According to a study by the Immigration Clinic at the University of Nevada, Las Vegas's Boyd School of Law, detainees at Henderson have been subjected to racial insults, mistreatment and threats.
"We have the hope that the detected abuses in our report will be able to be corrected," clinic co-director Fatma Marouf told Efe on Wednesday.
The report, based on interviews with some 29 detained immigrants, found that at least 11 of the detainees reported having been mistreated, threatened or insulted with racial epithets by agents at the center, which is operated by the Henderson police department.
Nine of the detainees said that they had been pressured, harassed or forced to sign legal documents the legal content of which they did not understand.
Some of these documents could be linked with the deportation of the foreigners or longer detainment times, Marouf said.
The report also found that seven detainees complained that they had routinely been denied access to a telephone.

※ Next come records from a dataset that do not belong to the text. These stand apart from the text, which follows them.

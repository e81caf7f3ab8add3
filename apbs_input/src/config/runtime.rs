// RUNTIME PREFERENCES (User Experience)

use super::constants::compile_time;
use serde::{Deserialize, Serialize};
use std::env;

#[derive(Debug, Clone, Serialize, Deserialize)]
pub struct FileProcessorPreferences {
    /// Maximum file size in bytes, capped by the compile-time limit
    pub max_file_size: u64,

    /// Whether to require a known legacy or structured extension
    pub require_known_extension: bool,

    /// Whether to log timing information for file reads
    pub enable_performance_logging: bool,
}

impl Default for FileProcessorPreferences {
    fn default() -> Self {
        Self {
            max_file_size: env::var(env_vars::MAX_FILE_SIZE)
                .ok()
                .and_then(|v| v.parse().ok())
                .map(|v: u64| v.min(compile_time::file_processing::MAX_FILE_SIZE))
                .unwrap_or(compile_time::file_processing::MAX_FILE_SIZE),
            require_known_extension: env::var(env_vars::REQUIRE_KNOWN_EXTENSION)
                .ok()
                .and_then(|v| v.parse().ok())
                .unwrap_or(false),
            enable_performance_logging: env::var(env_vars::ENABLE_PERFORMANCE_LOGGING)
                .ok()
                .and_then(|v| v.parse().ok())
                .unwrap_or(false),
        }
    }
}

#[derive(Debug, Clone, Serialize, Deserialize)]
pub struct DecoderPreferences {
    /// Maximum number of tokens, capped by the compile-time limit
    pub max_token_count: usize,

    /// Whether deprecated keywords are reported through the logger
    pub warn_on_deprecated: bool,
}

impl Default for DecoderPreferences {
    fn default() -> Self {
        Self {
            max_token_count: env::var(env_vars::MAX_TOKEN_COUNT)
                .ok()
                .and_then(|v| v.parse().ok())
                .map(|v: usize| v.min(compile_time::lexical::MAX_TOKEN_COUNT))
                .unwrap_or(compile_time::lexical::MAX_TOKEN_COUNT),
            warn_on_deprecated: env::var(env_vars::WARN_DEPRECATED)
                .ok()
                .and_then(|v| v.parse().ok())
                .unwrap_or(true),
        }
    }
}

#[derive(Debug, Clone, Serialize, Deserialize)]
pub struct LoggingPreferences {
    /// Whether to emit JSON lines instead of console text
    pub use_structured_logging: bool,

    /// Whether to enable console output
    pub enable_console_logging: bool,

    /// Whether console output is colored
    pub use_color: bool,

    /// Minimum level that reaches the logger
    pub min_log_level: LogLevel,

    /// Whether to include file context in log messages
    pub include_file_context: bool,
}

impl Default for LoggingPreferences {
    fn default() -> Self {
        Self {
            use_structured_logging: env::var(env_vars::LOG_FORMAT)
                .ok()
                .map(|v| v.eq_ignore_ascii_case("json"))
                .unwrap_or(false),
            enable_console_logging: env::var(env_vars::LOG_CONSOLE)
                .ok()
                .and_then(|v| v.parse().ok())
                .unwrap_or(true),
            use_color: env::var(env_vars::LOG_COLOR)
                .ok()
                .and_then(|v| v.parse().ok())
                .unwrap_or(false),
            min_log_level: env::var(env_vars::LOG_LEVEL)
                .ok()
                .and_then(|v| parse_log_level(&v))
                .unwrap_or(LogLevel::Warning),
            include_file_context: env::var(env_vars::LOG_FILE_CONTEXT)
                .ok()
                .and_then(|v| v.parse().ok())
                .unwrap_or(true),
        }
    }
}

#[derive(Debug, Clone, Copy, PartialEq, Eq, PartialOrd, Ord, Serialize, Deserialize)]
pub enum LogLevel {
    Error = 0,
    Warning = 1,
    Info = 2,
    Debug = 3,
}

impl LogLevel {
    pub fn as_str(&self) -> &'static str {
        match self {
            LogLevel::Error => "ERROR",
            LogLevel::Warning => "WARN",
            LogLevel::Info => "INFO",
            LogLevel::Debug => "DEBUG",
        }
    }

    pub fn to_events_log_level(&self) -> crate::logging::events::LogLevel {
        match self {
            LogLevel::Error => crate::logging::events::LogLevel::Error,
            LogLevel::Warning => crate::logging::events::LogLevel::Warning,
            LogLevel::Info => crate::logging::events::LogLevel::Info,
            LogLevel::Debug => crate::logging::events::LogLevel::Debug,
        }
    }
}

pub fn parse_log_level(level: &str) -> Option<LogLevel> {
    match level.to_lowercase().as_str() {
        "error" | "0" => Some(LogLevel::Error),
        "warning" | "warn" | "1" => Some(LogLevel::Warning),
        "info" | "2" => Some(LogLevel::Info),
        "debug" | "3" => Some(LogLevel::Debug),
        _ => None,
    }
}

#[derive(Debug, Clone, Default, Serialize, Deserialize)]
pub struct RuntimeConfig {
    pub file_processor: FileProcessorPreferences,
    pub decoder: DecoderPreferences,
    pub logging: LoggingPreferences,
}

/// Environment variable names for configuration
pub mod env_vars {
    // File Processor
    pub const MAX_FILE_SIZE: &str = "APBS_MAX_FILE_SIZE";
    pub const REQUIRE_KNOWN_EXTENSION: &str = "APBS_REQUIRE_KNOWN_EXTENSION";
    pub const ENABLE_PERFORMANCE_LOGGING: &str = "APBS_ENABLE_PERFORMANCE_LOGGING";

    // Decoder
    pub const MAX_TOKEN_COUNT: &str = "APBS_MAX_TOKEN_COUNT";
    pub const WARN_DEPRECATED: &str = "APBS_WARN_DEPRECATED";

    // Logging
    pub const LOG_LEVEL: &str = "APBS_LOG_LEVEL";
    pub const LOG_FORMAT: &str = "APBS_LOG_FORMAT";
    pub const LOG_COLOR: &str = "APBS_LOG_COLOR";
    pub const LOG_CONSOLE: &str = "APBS_LOG_CONSOLE";
    pub const LOG_FILE_CONTEXT: &str = "APBS_LOG_FILE_CONTEXT";
}
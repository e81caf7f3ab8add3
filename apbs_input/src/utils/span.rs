//! Source location tracking for legacy input decks
//!
//! Positions are 1-based in both line and column; every character, tab
//! included, occupies one column so that diagnostics line up with the
//! offending text when the caret line reuses the source indentation.
use serde::{Deserialize, Serialize};
use std::fmt;

/// A position in source text with line, column, and byte offset.
#[derive(
    Debug, Clone, Copy, PartialEq, Eq, Hash, PartialOrd, Ord, Default, Serialize, Deserialize,
)]
pub struct Position {
    /// Byte offset from start of input (0-based)
    pub offset: usize,
    /// Line number (1-based)
    pub line: u32,
    /// Column number (1-based)
    pub column: u32,
}

impl Position {
    pub fn new(offset: usize, line: u32, column: u32) -> Self {
        Self {
            offset,
            line,
            column,
        }
    }

    /// Offset 0, line 1, column 1
    pub fn start() -> Self {
        Self {
            offset: 0,
            line: 1,
            column: 1,
        }
    }

    /// Advance position by one character
    pub fn advance(self, ch: char) -> Self {
        match ch {
            '\n' => Self {
                offset: self.offset + 1,
                line: self.line + 1,
                column: 1,
            },
            _ => Self {
                offset: self.offset + ch.len_utf8(),
                line: self.line,
                column: self.column + 1,
            },
        }
    }

    /// Advance position over a string
    pub fn advance_str(self, s: &str) -> Self {
        s.chars().fold(self, |pos, ch| pos.advance(ch))
    }
}

impl fmt::Display for Position {
    fn fmt(&self, f: &mut fmt::Formatter<'_>) -> fmt::Result {
        write!(f, "{}:{}", self.line, self.column)
    }
}

/// A span of source text from start to end position.
#[derive(Debug, Clone, Copy, PartialEq, Eq, Hash, Default, Serialize, Deserialize)]
pub struct Span {
    /// Start position (inclusive)
    pub start: Position,
    /// End position (exclusive)
    pub end: Position,
}

impl Span {
    pub fn new(start: Position, end: Position) -> Self {
        debug_assert!(
            start.offset <= end.offset,
            "Span start must not be after end"
        );
        Self { start, end }
    }

    pub fn start(&self) -> Position {
        self.start
    }

    pub fn end(&self) -> Position {
        self.end
    }

    /// Zero-width span at a position, used for end-of-input errors
    pub fn at(pos: Position) -> Self {
        Self {
            start: pos,
            end: pos,
        }
    }

    /// Get the source text for this span from the input
    pub fn slice<'a>(&self, input: &'a str) -> &'a str {
        &input[self.start.offset..self.end.offset]
    }

    /// Placeholder span for values built programmatically
    pub fn dummy() -> Self {
        Self {
            start: Position::start(),
            end: Position::start(),
        }
    }
}

impl fmt::Display for Span {
    fn fmt(&self, f: &mut fmt::Formatter<'_>) -> fmt::Result {
        if self.start.line == self.end.line {
            write!(
                f,
                "{}:{}-{}",
                self.start.line, self.start.column, self.end.column
            )
        } else {
            write!(f, "{}-{}", self.start, self.end)
        }
    }
}

/// A value with its source location
#[derive(Debug, Clone, PartialEq, Serialize, Deserialize)]
pub struct Spanned<T> {
    pub value: T,
    pub span: Span,
}

impl<T> Spanned<T> {
    pub fn new(value: T, span: Span) -> Self {
        Self { value, span }
    }
}

impl<T: fmt::Display> fmt::Display for Spanned<T> {
    fn fmt(&self, f: &mut fmt::Formatter<'_>) -> fmt::Result {
        write!(f, "{}", self.value)
    }
}

/// Line index over a source text
#[derive(Debug, Clone)]
pub struct SourceMap {
    pub source: String,
    /// Byte offsets of line starts
    line_starts: Vec<usize>,
}

impl SourceMap {
    pub fn new(source: String) -> Self {
        let mut line_starts = vec![0];
        for (offset, ch) in source.char_indices() {
            if ch == '\n' {
                line_starts.push(offset + 1);
            }
        }
        Self {
            source,
            line_starts,
        }
    }

    /// Line and column for a byte offset
    pub fn position_at(&self, offset: usize) -> Position {
        let offset = offset.min(self.source.len());
        let line = self
            .line_starts
            .binary_search(&offset)
            .unwrap_or_else(|i| i - 1);

        let line_start = self.line_starts[line];
        let column = self.source[line_start..offset].chars().count();

        Position::new(offset, (line + 1) as u32, (column + 1) as u32)
    }

    /// Text of a 1-based line without its terminator
    pub fn get_line(&self, line_num: u32) -> Option<&str> {
        if line_num == 0 {
            return None;
        }

        let line_idx = (line_num - 1) as usize;
        if line_idx >= self.line_starts.len() {
            return None;
        }

        let start = self.line_starts[line_idx];
        let end = if line_idx + 1 < self.line_starts.len() {
            self.line_starts[line_idx + 1] - 1
        } else {
            self.source.len()
        };

        Some(self.source[start..end].trim_end_matches('\r'))
    }

    /// Caret marker for a 1-based column of the given line. Leading tabs are
    /// copied from the line so the caret stays aligned in a terminal.
    pub fn caret_line(&self, line_num: u32, column: u32) -> String {
        let width = column.saturating_sub(1) as usize;
        let padding: String = match self.get_line(line_num) {
            Some(line) => line
                .chars()
                .chain(std::iter::repeat(' '))
                .take(width)
                .map(|ch| if ch == '\t' { '\t' } else { ' ' })
                .collect(),
            None => " ".repeat(width),
        };
        format!("{}^", padding)
    }
}

#[cfg(test)]
mod tests {
    use super::*;

    #[test]
    fn test_position_advance_tracks_lines() {
        let pos = Position::start().advance_str("ab\ncd");
        assert_eq!(pos.line, 2);
        assert_eq!(pos.column, 3);
        assert_eq!(pos.offset, 5);
    }

    #[test]
    fn test_source_map_position_lookup() {
        let map = SourceMap::new("READ\n  mol pqr x.pqr\nEND\n".to_string());
        let pos = map.position_at(9);
        assert_eq!(pos.line, 2);
        assert_eq!(pos.column, 5);
        assert_eq!(map.get_line(2), Some("  mol pqr x.pqr"));
        assert_eq!(map.get_line(9), None);
    }

    #[test]
    fn test_caret_line_alignment() {
        let map = SourceMap::new("\tpdie 0.5\n".to_string());
        assert_eq!(map.caret_line(1, 7), "\t     ^");
        assert_eq!(map.caret_line(1, 1), "^");
    }

    #[test]
    fn test_span_slice_and_display() {
        let source = "dime 65 65 65";
        let span = Span::new(Position::new(5, 1, 6), Position::new(7, 1, 8));
        assert_eq!(span.slice(source), "65");
        assert_eq!(span.to_string(), "1:6-8");

        let map = SourceMap::new("READ\nEND".to_string());
        assert_eq!(map.position_at(map.source.len()), Position::new(8, 2, 4));
    }
}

Henderson police responded to the report by stating in a communique that they would review each of the points raised therein. However, department spokesman Keith Paul said that some of the complaints come from incidents in 2011 that have already been rectified.
The city of Henderson received $100 per day for each detainee at the center and the federal contract provides annual earnings of about $5 million.
"We believe that the problems identified in our report are quite fixable," Marouf said at a Nov. 19 meeting of the Henderson City Council. "Compared to many detention centers in the country, HDC is in many ways on track."